Fear of flying

Fear

Por Edgard E. Murillo

Volar es todo un suplicio para mí, principalmente si vuelo en aviones pequeños. Este lunes viajé a Bluefields y sufrí los 45 minutos del vuelo, talvez sólo comparados de manera parcial con media hora en el consultorio con el dentista.

Todo estaba bajo control, subí al pequeño avión bimotor de 40 plazas con la serenidad propia de un viajero experimentado y hasta elegí un asiento cerca de una puerta de emergencia, eso sí, ni muy atrás ni muy adelante, pero no tan cerca de las alas. Suspiré y abrí un libro de sátira política para relajarme; encendieron los motores y apareció una azafata con cara de muñeca rusa que hacía simulaciones mientras una voz hablaba de las medidas de seguridad; la azafata indicó con muecas que debíamos leer el manual de seguridad (Por supuesto que a mí no se me ocurrió semejante barbaridad porque me hubiese bajado del avión) y que no debíamos de inflar el salvavidas dentro de la aeronave; apagué el celular antes que lo solicitaran, pero pocas personas hicieron lo mismo, e iniciamos por fin el ascenso; me asomé por la ventanilla para medir el grado de inclinación de la nariz en comparación con vuelos anteriores y verifiqué que el avión había subido en ángulo de 40 grados tomando la misma ruta sobre el Lago Cocibolca.

Aun no sé porqué los pilotos elevan tanto los aviones en rutas cortas, ¡les encanta volar alto!; al ratito la azafata con cara de muñeca rusa pasó empujando un carrito ofreciendo fanta naranja con galletas de vainilla; me dio pena preguntarle si tenía Flor de Caña o alguna bebida emparentada, así que sufrí el viaje con los sentidos alterados a causa de la sobriedad. Aguanté, canté tres canciones de Los Beatles y traté de leer un poco, pero nada calmaba la ansiedad hasta que la misma voz anunció que iniciábamos el descenso; entonces la Costa Atlántica mostró su naturaleza: nubarrones aparecieron en el firmamento y los últimos cinco minutos volamos entre una espesa niebla que hacía levemente vibrar el fuselaje, me acomodé en el asiento y a unos cien metros antes de tocar tierra pude ver la vegetación tropical; la pista húmeda acogió bien las ruedas del avión y cuando bajé me salió una sonrisa como si me hubiesen dado el mayor piropo jamás proferido.
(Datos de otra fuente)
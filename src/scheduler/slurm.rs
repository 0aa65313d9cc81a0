//! SLURM through `sbatch`, `squeue`, `sacct` and `scancel`.

use std::sync::Arc;

use async_trait::async_trait;

use super::{best_effort, submit_with, SchedulerAdapter};
use crate::error::{ClusterError, Result};
use crate::job::{JobId, JobSpec, JobStatus};
use crate::session::{quote, quote_all, quote_path, Channel};
use crate::target::ResourceRequest;

pub struct SlurmAdapter {
    channel: Arc<dyn Channel>,
}

impl SlurmAdapter {
    pub fn new(channel: Arc<dyn Channel>) -> Self {
        Self { channel }
    }
}

fn submit_args(job: &JobSpec, resources: &ResourceRequest) -> Result<Vec<String>> {
    let mut args = vec![
        "sbatch".to_string(),
        "--parsable".to_string(),
        format!("--job-name={}", job.name),
        format!("--output={}", job.log().display()),
        format!("--chdir={}", job.job_dir.display()),
        format!("--cpus-per-task={}", resources.cores()),
    ];
    if let Some(mib) = resources.memory_mib()? {
        args.push(format!("--mem={}M", mib));
    }
    if let Some(time) = resources.wall_time()? {
        args.push(format!("--time={}", time));
    }
    if let Some(partition) = &resources.queue {
        args.push(format!("--partition={}", partition));
    }
    args.extend(resources.extra_args.iter().cloned());
    args.push(job.script.to_string_lossy().into_owned());
    Ok(args)
}

/// `--parsable` prints `id` or `id;cluster`.
fn parse_job_id(stdout: &str) -> Option<&str> {
    let id = stdout.trim().split(';').next()?.trim();
    (!id.is_empty() && id.bytes().all(|b| b.is_ascii_digit() || b == b'_')).then_some(id)
}

/// State of a job still known to `squeue`.
fn queue_state(state: &str) -> Option<JobStatus> {
    match state.trim() {
        "" => None,
        "PENDING" | "CONFIGURING" | "REQUEUED" | "RESV_DEL_HOLD" | "SUSPENDED" => Some(JobStatus::Pending),
        "RUNNING" | "COMPLETING" | "STAGE_OUT" | "SIGNALING" => Some(JobStatus::Running),
        "COMPLETED" => Some(JobStatus::Completed),
        _ => Some(JobStatus::Failed),
    }
}

/// Final state from `sacct`. Unknown jobs count as completed so that the
/// artifacts decide.
fn accounting_state(output: &str) -> JobStatus {
    let state = output.lines().next().unwrap_or_default().trim();
    // `CANCELLED by 1000`
    match state.split_whitespace().next() {
        None | Some("COMPLETED") => JobStatus::Completed,
        Some("PENDING") => JobStatus::Pending,
        Some("RUNNING") | Some("COMPLETING") => JobStatus::Running,
        Some(_) => JobStatus::Failed,
    }
}

#[async_trait]
impl SchedulerAdapter for SlurmAdapter {
    fn name(&self) -> &str {
        "slurm"
    }

    fn channel(&self) -> &Arc<dyn Channel> {
        &self.channel
    }

    async fn submit(&self, job: &JobSpec) -> Result<JobId> {
        let args = submit_args(job, &job.resources)?;
        let script = format!(
            "cd {} && {}",
            quote_path(&job.job_dir),
            quote_all(&args)
        );
        let stdout = submit_with(self.channel.as_ref(), self.name(), &script).await?;
        let id = parse_job_id(&stdout).ok_or_else(|| ClusterError::SubmissionRejected {
            scheduler: self.name().to_string(),
            reason: format!("unexpected sbatch output '{}'", stdout),
        })?;
        Ok(JobId::new(id, job.job_dir.clone()))
    }

    async fn poll_status(&self, job: &JobId) -> Result<JobStatus> {
        let queued = self
            .channel
            .exec(&format!("squeue -h -j {} -o %T 2>/dev/null", quote(&job.id)))
            .await?;
        if let Some(status) = queue_state(&queued.stdout_lossy()) {
            return Ok(status);
        }
        let accounted = self
            .channel
            .exec(&format!("sacct -n -X -P -j {} -o State 2>/dev/null", quote(&job.id)))
            .await?;
        Ok(accounting_state(&accounted.stdout_lossy()))
    }

    async fn cancel(&self, job: &JobId) -> Result<()> {
        best_effort(self.channel.as_ref(), &format!("scancel {}", quote(&job.id))).await
    }
}

#[cfg(test)]
mod tests {
    use super::*;
    use std::path::PathBuf;

    #[test]
    fn test_submit_args() {
        let resources = ResourceRequest {
            cores: Some(4),
            memory: Some("2G".to_string()),
            time: Some("90".to_string()),
            queue: Some("short".to_string()),
            extra_args: vec!["--gres=gpu:1".to_string()],
            ..Default::default()
        };
        let job = JobSpec::new("f-1", PathBuf::from("/work/jobs/f-1"), resources.clone());
        let args = submit_args(&job, &resources).unwrap();
        assert_eq!(
            args,
            vec![
                "sbatch",
                "--parsable",
                "--job-name=f-1",
                "--output=/work/jobs/f-1/scheduler.log",
                "--chdir=/work/jobs/f-1",
                "--cpus-per-task=4",
                "--mem=2048M",
                "--time=01:30:00",
                "--partition=short",
                "--gres=gpu:1",
                "/work/jobs/f-1/job.sh",
            ]
        );
    }

    #[test]
    fn test_parse_job_id() {
        assert_eq!(parse_job_id("12345\n"), Some("12345"));
        assert_eq!(parse_job_id("12345;cluster\n"), Some("12345"));
        assert_eq!(parse_job_id("Submitted batch job 1"), None);
        assert_eq!(parse_job_id(""), None);
    }

    #[test]
    fn test_states() {
        assert_eq!(queue_state("PENDING\n"), Some(JobStatus::Pending));
        assert_eq!(queue_state("RUNNING\n"), Some(JobStatus::Running));
        assert_eq!(queue_state(""), None);
        assert_eq!(accounting_state("COMPLETED\n"), JobStatus::Completed);
        assert_eq!(accounting_state("CANCELLED by 1000\n"), JobStatus::Failed);
        assert_eq!(accounting_state("OUT_OF_MEMORY\n"), JobStatus::Failed);
        assert_eq!(accounting_state(""), JobStatus::Completed);
    }
}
Tomé un taxi y fui al muelle para tomar una panga y dirigirme a la isla El Bluff; la panga con motor fuera de borda cruzó la bahía con destreza mientras me dejaba acariciar la cara por la brisa proveniente del oeste. Después de realizar mis gestiones laborales abordé la misma lancha y regresé a la ciudad costera. Los representantes de una compañía me invitaron a comer y por supuesto pedí consumé de mariscos y camarones al ajillo con tres cervezas para los nervios del retorno. Me di cuenta que las cervezas no calman los nervios.

A las dos en punto ya estaba en el aeropuerto; me asusté un poco cuando vi que regresaría a Managua en una pequeña avioneta de 12 plazas, con un sólo motor. Pedí una smirnoff, luego otra. Subimos a la avionetita y me fijé si el piloto aparentaba tener el carácter suficiente para sortear una tormenta, creo que lo parecía; se puso los lentes Ray Ban que usan todos los pilotos y a su lado se sentó una muchacha, con Ray Ban también; pensé que se trataba de la aeromoza,  luego supuse que era la copiloto, ya durante el vuelo me pareció que era su novia.

El vuelo de regreso fue un poco más relajante, a pesar que estaba a metro y medio detrás del piloto y la muchacha; prometí no fijarme en el tablero de vuelo para no asustarme si alguna luz se encendía, solamente estaría pendiente del altímetro (Es importante estar pendiente del altímetro), de manera que mi atención se alternaba viendo el altímetro– que llegó a marcar 8,500 pies–, la ventanilla para adivinar los pueblos chontaleños y las manos de manicure reciente de la muchacha al lado del piloto, quien no estuvo quieta durante el vuelo: ella le pasaba galletas, tomaba fotos con su celular samsung, señalaba el GPS y no disimulaba su maravillamiento por las destrezas del capitán (Supongo que todos los pilotos son capitanes).

Tocamos tierra a las cinco de la tarde y me acordé de aquél campesino que dijo: “No somos aves para vivir del aire, no somos peces para vivir del mar, somos hombres para vivir de la tierra”.

El piloto supo sortear las tormentas para hacerle el viaje agradable a la muchacha y de paso a nosotros. Creo que me atreveré a volar nuevamente…

30 de octubre de 2011

DSC02578

El río rompe el verdor chontaleño para hundirse en la espesura de la Costa Caribe. Foto de mi cortesía.